Wagner Group may be absorbed by the Russian Defense Ministry, which Prigozhin rallied against before his death. The mercenary group's current arrangement could 'disappear rather soon,' former GRU captain says.
The fate of the Wagner Group is in the hands of Vladimir Putin and the Kremlin.
The New York Times reported the Russian Defense Ministry was considering absorbing the group.
An ex-GRU officer told Insider the group's current quasi-independent arrangement wouldn't last long.
Kremlin officials are considering the fate of the Wagner Group and its soldiers after Yevgeny Prigozhin, the mercenary group's boss, died last week in a plane crash shrouded in suspicion.
The Russian Defense Ministry, which Prigozhin spoke out against in June over an allegation that a missile attack killed his fighters, is likely trying to restructure the mercenary group in its favor, Western intelligence officials told The New York Times.
Already, the Russian Defense Ministry has created private military companies that are recruiting Wagner staff, in hopes of taking over Wagner's presence in the Middle East and Africa, the Institute for the Study of War said.
A former Russian intelligence official told Insider that after Prigozhin used Wagner as a vehicle to challenge the Kremlin, the group would be transformed in a way to serve only Putin.
"The Wagner Group will disappear rather soon," Boris Volodarsky, a former captain in Russia's Spetsnaz GRU special forces and a fellow with the Royal Historical Society in London, told Insider.
"Serious people," he said, referring to Putin and his secret service, "do not play games."
Last week, Russian state media reported the boss of the Wagner mercenary group was among 10 passengers who died after his business jet crashed in the Tver region outside Moscow.
Over the weekend, DNA testing confirmed his death.

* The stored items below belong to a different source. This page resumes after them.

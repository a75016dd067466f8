use std::backtrace::Backtrace;

use tracing_subscriber::{EnvFilter, fmt};

use crate::config::LoggingConfig;

/// Installs the global subscriber. `RUST_LOG` wins over the configured level.
pub fn init_tracing(cfg: &LoggingConfig) {
    let filter =
        EnvFilter::try_from_default_env().unwrap_or_else(|_| EnvFilter::new(&cfg.rust_log));
    fmt().with_env_filter(filter).with_target(false).init();
    set_panic_hook();
}

fn set_panic_hook() {
    std::panic::set_hook(Box::new(|info| {
        let message = if let Some(message) = info.payload().downcast_ref::<&str>() {
            *message
        } else if let Some(message) = info.payload().downcast_ref::<String>() {
            message.as_str()
        } else {
            "unknown panic"
        };

        let backtrace = Backtrace::capture();

        match info.location() {
            Some(location) => tracing::error!(
                panic = %message,
                location = %location,
                backtrace = %backtrace,
                "panic"
            ),
            None => tracing::error!(panic = %message, backtrace = %backtrace, "panic"),
        }
    }));
}
use sea_orm::DatabaseConnection;

use crate::{db::dao::DaoContext, services::schedule_service::ScheduleService, state::AppState};

#[derive(Clone)]
pub struct ServiceContext {
    daos: DaoContext,
}

impl ServiceContext {
    pub fn new(db: &DatabaseConnection) -> Self {
        Self {
            daos: DaoContext::new(db),
        }
    }

    pub fn from_state(state: &AppState) -> Self {
        Self::new(&state.db)
    }

    pub fn schedule(&self) -> ScheduleService {
        ScheduleService::new(self.daos.schedule())
    }
}
use std::sync::Arc;

use axum::{Router, middleware};
use sea_orm::DatabaseConnection;

use crate::{
    auth::jwt::{JwtKeys, encode_token, make_access_claims},
    config::AppConfig,
    middleware::{catch_panic_layer, json_error_middleware},
    routes::router,
    state::AppState,
};

/// Full router over `db` with the production error layers, signing with `secret`.
pub fn test_router(secret: &[u8], db: DatabaseConnection) -> Router {
    let mut cfg = AppConfig::default();
    cfg.auth.jwt_secret = String::from_utf8_lossy(secret).into_owned();
    let state = AppState::new(cfg, db);
    router(Arc::clone(&state))
        .layer(middleware::from_fn(json_error_middleware))
        .layer(catch_panic_layer())
}

/// `Authorization` header value for `owner_id`.
pub fn bearer_for(secret: &[u8], owner_id: i32) -> String {
    let claims = make_access_claims(owner_id, 3600);
    match encode_token(&JwtKeys::from_secret(secret), &claims) {
        Ok(token) => format!("Bearer {token}"),
        Err(err) => panic!("test token should encode: {err}"),
    }
}
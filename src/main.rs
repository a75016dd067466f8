use std::{net::SocketAddr, sync::Arc};

use anyhow::Context;
use axum::{Router, middleware};
use tower_http::trace::TraceLayer;

use schedule_diary::{
    config::AppConfig,
    db::connection,
    logging::init_tracing,
    middleware::{catch_panic_layer, json_error_middleware},
    routes::router,
    state::AppState,
};

#[tokio::main]
async fn main() {
    if let Err(err) = run().await {
        tracing::error!("server failed: {err:?}");
        std::process::exit(1);
    }
}

async fn run() -> anyhow::Result<()> {
    let cfg = AppConfig::from_env()?;
    init_tracing(&cfg.logging);

    let db = connection::connect(cfg.require_database()?).await?;
    let state = AppState::new(cfg, db);

    let app = Router::new()
        .merge(router(Arc::clone(&state)))
        .layer(middleware::from_fn(json_error_middleware))
        .layer(catch_panic_layer())
        .layer(TraceLayer::new_for_http());

    let addr: SocketAddr = format!("{}:{}", state.config.general.host, state.config.general.port)
        .parse()
        .context("invalid host/port")?;
    tracing::info!("listening on http://{}", addr);

    let listener = tokio::net::TcpListener::bind(addr).await?;
    axum::serve(listener, app).await?;
    Ok(())
}
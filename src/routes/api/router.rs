use std::sync::Arc;

use axum::Router;

use crate::state::AppState;

use super::{public, schedule};

pub fn router(state: Arc<AppState>) -> Router {
    Router::new()
        .merge(public::router())
        .merge(schedule::router(state))
}
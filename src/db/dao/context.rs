use sea_orm::DatabaseConnection;

use super::{DaoBase, ScheduleDao};

#[derive(Clone)]
pub struct DaoContext {
    db: DatabaseConnection,
}

impl DaoContext {
    pub fn new(db: &DatabaseConnection) -> Self {
        Self { db: db.clone() }
    }

    pub fn schedule(&self) -> ScheduleDao {
        DaoBase::new(&self.db)
    }
}
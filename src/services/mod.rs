pub mod context;
pub mod schedule_service;

pub use context::ServiceContext;
pub use schedule_service::ScheduleService;
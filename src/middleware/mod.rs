mod guards;
mod json_error;
mod panic;

pub use guards::AuthGuard;
pub use json_error::json_error_middleware;
pub use panic::catch_panic_layer;
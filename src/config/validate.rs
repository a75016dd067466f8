use anyhow::{Result, bail};

use super::AppConfig;

pub fn validate(cfg: &AppConfig) -> Result<()> {
    let mut errors: Vec<String> = Vec::new();

    if cfg.general.host.trim().is_empty() {
        errors.push("general.host must not be empty".to_string());
    }

    if let Some(database) = cfg.database.as_ref() {
        if database.url.trim().is_empty() {
            errors.push("database.url must not be empty".to_string());
        }

        if database.min_idle > database.max_connections {
            errors.push(format!(
                "database.min_idle ({}) must be <= database.max_connections ({})",
                database.min_idle, database.max_connections
            ));
        }
    }

    if cfg.auth.jwt_secret.trim().is_empty() {
        errors.push("auth.jwt_secret must not be empty".to_string());
    }

    if cfg.auth.token_ttl_secs == 0 {
        errors.push("auth.token_ttl_secs must be > 0".to_string());
    }

    if cfg.pagination.default_page_size == 0 {
        errors.push("pagination.default_page_size must be > 0".to_string());
    }

    if cfg.pagination.default_page_size > cfg.pagination.max_page_size {
        errors.push(format!(
            "pagination.default_page_size ({}) must be <= pagination.max_page_size ({})",
            cfg.pagination.default_page_size, cfg.pagination.max_page_size
        ));
    }

    if errors.is_empty() {
        return Ok(());
    }

    bail!("invalid app config:\n- {}", errors.join("\n- "))
}
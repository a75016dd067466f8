use axum::{
    Json,
    http::StatusCode,
    response::{IntoResponse, Response},
};
use serde::Serialize;

use crate::error::AppError;

pub type ApiResult<T> = Result<JsonApiResponse<T>, AppError>;

#[derive(Debug, Serialize)]
pub struct JsonApiResponse<T: Serialize> {
    pub status: u16,
    pub message: String,
    pub data: T,
}

impl<T: Serialize> JsonApiResponse<T> {
    pub fn ok(data: T) -> ApiResult<T> {
        Ok(Self {
            status: StatusCode::OK.as_u16(),
            message: "ok".to_string(),
            data,
        })
    }

    pub fn with_status(status: StatusCode, message: impl Into<String>, data: T) -> ApiResult<T> {
        Ok(Self {
            status: status.as_u16(),
            message: message.into(),
            data,
        })
    }
}

impl JsonApiResponse<serde_json::Value> {
    pub(crate) fn from_error(err: &AppError) -> Self {
        Self {
            status: status_for(err).as_u16(),
            message: err.message().to_string(),
            data: serde_json::Value::Null,
        }
    }
}

impl IntoResponse for AppError {
    fn into_response(self) -> Response {
        let status = status_for(&self);
        if status.is_server_error() {
            log_app_error(&self, status);
        }
        JsonApiResponse::from_error(&self).into_response()
    }
}

impl<T: Serialize> IntoResponse for JsonApiResponse<T> {
    fn into_response(self) -> Response {
        let status =
            StatusCode::from_u16(self.status).unwrap_or(StatusCode::INTERNAL_SERVER_ERROR);
        (status, Json(self)).into_response()
    }
}

pub(crate) fn log_app_error(err: &AppError, status: StatusCode) {
    tracing::error!(status = status.as_u16(), message = err.message(), "request failed");
}

pub(crate) fn status_for(err: &AppError) -> StatusCode {
    match err {
        AppError::BadRequest(_) => StatusCode::BAD_REQUEST,
        AppError::Unauthorized(_) => StatusCode::UNAUTHORIZED,
        AppError::Forbidden(_) => StatusCode::FORBIDDEN,
        AppError::NotFound(_) => StatusCode::NOT_FOUND,
        AppError::Conflict(_) => StatusCode::CONFLICT,
        AppError::Internal(_) => StatusCode::INTERNAL_SERVER_ERROR,
    }
}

Also aboard the flight were the Wagner founder Dmitry Utkin and the group's head of security, Valery Chekalov, Russia's aviation agency said.
As the Kremlin ponders whether to memorialize Prigozhin with a military funeral amid the Ukrainian counteroffensive, here are some of the ways that Russia's military leadership may handle the leaderless mercenary group.
The Russian Defense Ministry is mulling its options for Wagner
One option that the Kremlin has considered for reform is to force Wagner staff to report directly to the Defense Ministry or the GRU, Russia's intelligence agency, the Times reported.
As tensions mounted between Wagner and Putin this summer, the Kremlin mandated that Wagner recruits sign contracts with the Russian army — which Prigozhin resisted.
Volodarsky told Insider that the group's current format and partial independence, under the Wagner name, will soon become a thing of the past.
Last week, the Institute for the Study of War cited Russian reports as saying the Kremlin was no longer subsidizing Belarus for its hosting of Wagner fighters who set up camp there after Prigozhin's mutiny. That means the soldiers' paychecks have been cut as the Kremlin mulls its next move — leading some to resign.
The Kremlin is likely weighing whether to fold Wagner into its Defense Ministry fully or find a new Wagner figurehead who won't be critical of Putin, the Institute for the Study of War reported, with the latter option being less likely.
Western officials don't believe Wagner staff will be allowed to choose their next leader, the Times reported. But the Kremlin is unwilling to let the group completely filter out, given its military successes in Bakhmut, Ukraine, and abroad, the Times reported.
Over his years in command, Prigozhin and his forces became a key security ally for Mali and the Central African Republic's government, which, in turn, helped Putin drum up African support for Russia's agenda in the region and Ukraine, The Associated Press reported.
After months of Wagner troops battling Ukrainian troops on behalf of Russia, in June Prigozhin said Russia's Defense Ministry carried out a missile strike against Wagner positions at an undisclosed location in Ukraine, which he said killed a "huge amount" of mercenaries.
In his tirade, Prigozhin said the ministry "must be stopped" and the people responsible for the death of Wagner fighters must be punished. Moscow's security services responded by announcing a criminal case against Prigozhin, charging him with inciting an armed rebellion — a case that was later dropped.
Wagner fighters then captured the southern Russian city of Rostov-on-Don, a central command for its war in Ukraine, and headed toward Moscow.
Days later, Belarusian President Alexander Lukashenko brokered a peace deal in which Prigozhin called off the rebellion in exchange for immunity in Belarus.